Segment Start: Information supplied

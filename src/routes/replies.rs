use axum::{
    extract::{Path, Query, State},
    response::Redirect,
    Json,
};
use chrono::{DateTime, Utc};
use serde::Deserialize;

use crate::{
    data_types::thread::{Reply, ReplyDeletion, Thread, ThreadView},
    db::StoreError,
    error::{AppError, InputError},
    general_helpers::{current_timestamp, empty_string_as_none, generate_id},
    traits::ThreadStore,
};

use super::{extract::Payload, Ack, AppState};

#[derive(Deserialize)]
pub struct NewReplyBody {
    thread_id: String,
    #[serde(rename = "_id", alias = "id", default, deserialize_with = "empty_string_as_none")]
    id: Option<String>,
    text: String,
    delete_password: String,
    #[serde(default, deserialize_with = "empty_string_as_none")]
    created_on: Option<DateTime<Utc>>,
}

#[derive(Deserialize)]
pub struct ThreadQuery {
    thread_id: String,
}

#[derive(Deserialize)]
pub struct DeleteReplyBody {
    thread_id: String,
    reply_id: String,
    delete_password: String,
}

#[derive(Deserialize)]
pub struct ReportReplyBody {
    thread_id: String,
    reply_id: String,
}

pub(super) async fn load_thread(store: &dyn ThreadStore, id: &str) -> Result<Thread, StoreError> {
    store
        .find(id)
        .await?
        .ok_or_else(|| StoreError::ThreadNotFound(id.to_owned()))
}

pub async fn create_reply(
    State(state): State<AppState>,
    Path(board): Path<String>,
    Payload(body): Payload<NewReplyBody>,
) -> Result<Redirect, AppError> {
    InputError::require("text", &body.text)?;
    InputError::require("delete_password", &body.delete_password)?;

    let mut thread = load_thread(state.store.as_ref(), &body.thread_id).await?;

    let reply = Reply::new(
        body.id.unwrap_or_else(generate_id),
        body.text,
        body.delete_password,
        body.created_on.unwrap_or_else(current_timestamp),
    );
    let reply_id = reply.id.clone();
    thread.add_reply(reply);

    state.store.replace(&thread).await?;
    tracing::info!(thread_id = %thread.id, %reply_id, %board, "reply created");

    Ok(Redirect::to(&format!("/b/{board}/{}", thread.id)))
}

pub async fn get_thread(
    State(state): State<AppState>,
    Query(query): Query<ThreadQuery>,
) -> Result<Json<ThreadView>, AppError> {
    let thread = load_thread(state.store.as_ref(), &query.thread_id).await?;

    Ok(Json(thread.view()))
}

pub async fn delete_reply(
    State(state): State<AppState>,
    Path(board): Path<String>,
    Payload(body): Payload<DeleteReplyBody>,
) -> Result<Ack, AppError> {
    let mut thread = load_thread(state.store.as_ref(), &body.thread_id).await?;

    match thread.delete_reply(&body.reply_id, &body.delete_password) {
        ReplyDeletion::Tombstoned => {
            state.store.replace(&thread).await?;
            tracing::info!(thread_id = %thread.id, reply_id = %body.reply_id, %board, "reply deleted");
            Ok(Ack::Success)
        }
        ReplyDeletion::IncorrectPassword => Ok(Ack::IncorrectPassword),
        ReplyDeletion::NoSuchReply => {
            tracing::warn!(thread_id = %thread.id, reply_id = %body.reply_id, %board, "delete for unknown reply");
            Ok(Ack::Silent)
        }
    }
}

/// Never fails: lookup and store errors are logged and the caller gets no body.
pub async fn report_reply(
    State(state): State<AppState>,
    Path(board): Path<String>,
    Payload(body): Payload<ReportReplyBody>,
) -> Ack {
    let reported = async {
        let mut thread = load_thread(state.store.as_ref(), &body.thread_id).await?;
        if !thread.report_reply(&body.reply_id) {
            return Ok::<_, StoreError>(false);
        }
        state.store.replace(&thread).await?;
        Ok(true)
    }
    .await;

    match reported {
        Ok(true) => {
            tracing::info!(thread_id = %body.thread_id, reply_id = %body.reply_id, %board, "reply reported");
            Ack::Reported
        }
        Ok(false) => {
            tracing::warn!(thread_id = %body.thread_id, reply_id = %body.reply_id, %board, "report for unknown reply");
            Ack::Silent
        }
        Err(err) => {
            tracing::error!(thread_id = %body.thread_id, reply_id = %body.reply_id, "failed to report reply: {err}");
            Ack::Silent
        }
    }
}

Segment End: Information supplied

__Assignment__:
The exercise is to copy out every line above that has the word "InputError" in it.

__Written solution__:
    error::{AppError, InputError},
    InputError::require("text", &body.text)?;
    InputError::require("delete_password", &body.delete_password)?;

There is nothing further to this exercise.